[TASK INPUT — start]

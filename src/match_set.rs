use serde::{Deserialize, Serialize};
use std::collections::{BTreeMap, HashMap, HashSet};

use crate::error::{BracketError, BracketResult};
use crate::types::{
  BracketFormat, BracketSection, FeedRole, Match, MatchId, ParticipantId, Slot, SlotSide,
};

/// Every slot that declares a given `(source match, role)` feeder.
pub(crate) type Dependents = HashMap<(MatchId, FeedRole), Vec<(usize, SlotSide)>>;

/// Arena of matches for one tournament, indexed by id.
///
/// Only the generators build one from scratch; afterwards it changes through
/// `set_winner` / `clear_winner`, each of which either applies completely or
/// leaves the set untouched.
#[derive(Clone, Debug, Serialize, Deserialize)]
#[serde(try_from = "MatchSetRecord", into = "MatchSetRecord")]
pub struct MatchSet {
  pub(crate) tournament_id: String,
  pub(crate) format: BracketFormat,
  pub(crate) matches: Vec<Match>,
  pub(crate) index: HashMap<MatchId, usize>,
}

/// Persisted shape of a [`MatchSet`]; loading goes through validation.
#[derive(Clone, Debug, Serialize, Deserialize)]
#[serde(rename_all = "camelCase")]
pub struct MatchSetRecord {
  pub tournament_id: String,
  pub format: BracketFormat,
  pub matches: Vec<Match>,
}

impl TryFrom<MatchSetRecord> for MatchSet {
  type Error = BracketError;

  fn try_from(record: MatchSetRecord) -> Result<Self, Self::Error> {
    MatchSet::from_matches(record.tournament_id, record.format, record.matches)
  }
}

impl From<MatchSet> for MatchSetRecord {
  fn from(set: MatchSet) -> Self {
    MatchSetRecord {
      tournament_id: set.tournament_id,
      format: set.format,
      matches: set.matches,
    }
  }
}

impl PartialEq for MatchSet {
  fn eq(&self, other: &Self) -> bool {
    self.tournament_id == other.tournament_id
      && self.format == other.format
      && self.matches == other.matches
  }
}

impl MatchSet {
  pub fn empty(tournament_id: impl Into<String>, format: BracketFormat) -> Self {
    MatchSet {
      tournament_id: tournament_id.into(),
      format,
      matches: Vec::new(),
      index: HashMap::new(),
    }
  }

  /// Rebuild a set handed back by a persistence layer, rejecting broken graphs.
  pub fn from_matches(
    tournament_id: impl Into<String>,
    format: BracketFormat,
    matches: Vec<Match>,
  ) -> BracketResult<Self> {
    let mut index = HashMap::with_capacity(matches.len());
    for (idx, m) in matches.iter().enumerate() {
      if index.insert(m.id, idx).is_some() {
        return Err(BracketError::MalformedGraph(format!("match id {} is used twice", m.id)));
      }
    }
    let set = MatchSet {
      tournament_id: tournament_id.into(),
      format,
      matches,
      index,
    };
    set.validate()?;
    Ok(set)
  }

  pub fn tournament_id(&self) -> &str {
    &self.tournament_id
  }

  pub fn format(&self) -> BracketFormat {
    self.format
  }

  pub fn len(&self) -> usize {
    self.matches.len()
  }

  pub fn is_empty(&self) -> bool {
    self.matches.is_empty()
  }

  /// Matches in arena (generation) order.
  pub fn matches(&self) -> &[Match] {
    &self.matches
  }

  pub fn get(&self, id: MatchId) -> Option<&Match> {
    self.index.get(&id).and_then(|idx| self.matches.get(*idx))
  }

  pub(crate) fn position_of(&self, id: MatchId) -> BracketResult<usize> {
    self.index.get(&id).copied().ok_or(BracketError::UnknownMatch(id))
  }

  fn section_index(&self, section: BracketSection) -> Option<usize> {
    self.matches.iter().position(|m| m.section == section)
  }

  pub(crate) fn grand_final_index(&self) -> Option<usize> {
    self.section_index(BracketSection::GrandFinal)
  }

  pub(crate) fn reset_index(&self) -> Option<usize> {
    self.section_index(BracketSection::GrandFinalReset)
  }

  pub(crate) fn dependents(&self) -> Dependents {
    let mut dependents: Dependents = HashMap::new();
    for (idx, m) in self.matches.iter().enumerate() {
      for side in [SlotSide::A, SlotSide::B] {
        if let Some(key) = m.slot(side).feeder() {
          dependents.entry(key).or_default().push((idx, side));
        }
      }
    }
    dependents
  }

  /// Upper bound on worklist steps for any single operation.
  pub(crate) fn step_budget(&self) -> usize {
    self.matches.len() * 2 + 2
  }

  /// Matches for display: by section, then round, then position.
  pub fn list(&self, section: Option<BracketSection>) -> Vec<&Match> {
    let mut out = self
      .matches
      .iter()
      .filter(|m| section.map_or(true, |wanted| m.section == wanted))
      .collect::<Vec<_>>();
    out.sort_by_key(|m| m.sort_key());
    out
  }

  pub fn rounds(&self, section: BracketSection) -> Vec<(u32, Vec<&Match>)> {
    let mut grouped: BTreeMap<u32, Vec<&Match>> = BTreeMap::new();
    for m in self.list(Some(section)) {
      grouped.entry(m.round).or_default().push(m);
    }
    grouped.into_iter().collect()
  }

  /// Tournament winner, once the last necessary match is decided.
  pub fn champion(&self) -> Option<ParticipantId> {
    if let Some(reset) = self.reset_index().map(|idx| &self.matches[idx]) {
      if !reset.is_bye {
        return reset.winner_id;
      }
    }
    if let Some(grand_final) = self.grand_final_index().map(|idx| &self.matches[idx]) {
      return grand_final.winner_id;
    }
    self
      .matches
      .iter()
      .filter(|m| m.section == BracketSection::Winners)
      .max_by_key(|m| m.round)
      .and_then(|m| m.winner_id)
  }

  pub fn is_complete(&self) -> bool {
    self.champion().is_some()
  }

  /// Check the structural invariants: feeders exist, strictly precede their
  /// target, feed one slot per role, agree with the source outcome, and bye
  /// flags match the slots.
  pub fn validate(&self) -> BracketResult<()> {
    let malformed = |msg: String| Err(BracketError::MalformedGraph(msg));
    let mut claimed: HashSet<(MatchId, FeedRole)> = HashSet::new();

    for m in &self.matches {
      if m.round == 0 || m.position == 0 {
        return malformed(format!("match {} has a zero round or position", m.id));
      }
      for side in [SlotSide::A, SlotSide::B] {
        let slot = m.slot(side);
        let Some((from, role)) = slot.feeder() else {
          continue;
        };
        let Some(source) = self.get(from) else {
          return malformed(format!("match {} is fed by missing match {from}", m.id));
        };
        if (source.section.rank(), source.round) >= (m.section.rank(), m.round) {
          return malformed(format!("match {} is fed by match {from}, which does not precede it", m.id));
        }
        if !claimed.insert((from, role)) {
          return malformed(format!("{role:?} of match {from} feeds more than one slot"));
        }
        let expected = match role {
          FeedRole::Winner => source.winner_id,
          FeedRole::Loser => source.loser_id(),
        };
        if slot.occupant() != expected {
          return malformed(format!(
            "slot {side:?} of match {} disagrees with the result of match {from}",
            m.id
          ));
        }
      }

      if let Some(winner) = m.winner_id {
        if !m.occupies(winner) {
          return malformed(format!("match {} names winner {winner} who is not in it", m.id));
        }
      }

      if m.section == BracketSection::GrandFinalReset {
        if m.is_bye && (m.slot_a != Slot::Empty || m.slot_b != Slot::Empty || m.winner_id.is_some()) {
          return malformed(format!("inactive reset match {} is not empty", m.id));
        }
        continue;
      }

      match (m.is_bye, m.bye_occupant()) {
        (true, Some(occupant)) if m.winner_id == Some(occupant) => {}
        (true, _) => return malformed(format!("bye match {} is not a resolved single-entrant match", m.id)),
        (false, Some(_)) => return malformed(format!("match {} should be a bye", m.id)),
        (false, None) => {
          if m.winner_id.is_some() && m.occupants().iter().any(Option::is_none) {
            return malformed(format!("match {} has a winner but an open slot", m.id));
          }
        }
      }
    }

    self.validate_reset()
  }

  fn validate_reset(&self) -> BracketResult<()> {
    let (Some(gf), Some(reset)) = (self.grand_final_index(), self.reset_index()) else {
      return Ok(());
    };
    let gf = &self.matches[gf];
    let reset = &self.matches[reset];
    let losers_side_won = gf.winner_id.is_some() && gf.winner_id == gf.slot_b.occupant();
    let consistent = if losers_side_won {
      !reset.is_bye && reset.occupants() == gf.occupants()
    } else {
      reset.is_bye
    };
    if consistent {
      Ok(())
    } else {
      Err(BracketError::MalformedGraph(format!(
        "reset match {} does not follow the grand final result",
        reset.id
      )))
    }
  }
}

/// Records the pre-image of every match an operation touches so the whole
/// operation can be undone on error.
#[derive(Default)]
pub(crate) struct Journal {
  originals: BTreeMap<usize, Match>,
}

impl Journal {
  pub(crate) fn touch<'s>(&mut self, set: &'s mut MatchSet, idx: usize) -> &'s mut Match {
    self
      .originals
      .entry(idx)
      .or_insert_with(|| set.matches[idx].clone());
    &mut set.matches[idx]
  }

  fn rollback(self, set: &mut MatchSet) {
    for (idx, original) in self.originals {
      set.matches[idx] = original;
    }
  }

  fn changed(self, set: &MatchSet) -> Vec<MatchId> {
    let mut ids = self
      .originals
      .into_iter()
      .filter(|(idx, original)| set.matches[*idx] != *original)
      .map(|(_, original)| original.id)
      .collect::<Vec<_>>();
    ids.sort_unstable();
    ids
  }
}

impl MatchSet {
  /// Run `apply` against the set; on error every touched match is restored.
  /// Returns the ids of matches whose contents actually changed.
  pub(crate) fn transaction<F>(&mut self, apply: F) -> BracketResult<Vec<MatchId>>
  where
    F: FnOnce(&mut MatchSet, &mut Journal) -> BracketResult<()>,
  {
    let mut journal = Journal::default();
    match apply(self, &mut journal) {
      Ok(()) => Ok(journal.changed(self)),
      Err(err) => {
        journal.rollback(self);
        Err(err)
      }
    }
  }
}

/// Appends matches with sequential ids, the way both generators lay out a bracket.
pub(crate) struct MatchSetBuilder {
  set: MatchSet,
  next_id: MatchId,
}

impl MatchSetBuilder {
  pub(crate) fn new(tournament_id: &str, format: BracketFormat) -> Self {
    MatchSetBuilder {
      set: MatchSet::empty(tournament_id, format),
      next_id: 1,
    }
  }

  pub(crate) fn push(
    &mut self,
    section: BracketSection,
    round: u32,
    position: u32,
    slot_a: Slot,
    slot_b: Slot,
  ) -> MatchId {
    let id = self.next_id;
    self.next_id += 1;
    let mut m = Match {
      id,
      tournament_id: self.set.tournament_id.clone(),
      section,
      round,
      position,
      slot_a,
      slot_b,
      winner_id: None,
      score: None,
      is_bye: false,
    };
    if section == BracketSection::GrandFinalReset {
      m.deactivate_reset();
    } else {
      m.refresh_bye();
    }
    self.set.matches.push(m);
    self.set.index.insert(id, self.set.matches.len() - 1);
    id
  }

  pub(crate) fn finish(self) -> BracketResult<MatchSet> {
    self.set.validate()?;
    Ok(self.set)
  }
}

[TASK INPUT — finish]

Find each line above that contains "true", and copy those lines.

      .filter(|m| section.map_or(true, |wanted| m.section == wanted))
        (true, Some(occupant)) if m.winner_id == Some(occupant) => {}
        (true, _) => return malformed(format!("bye match {} is not a resolved single-entrant match", m.id)),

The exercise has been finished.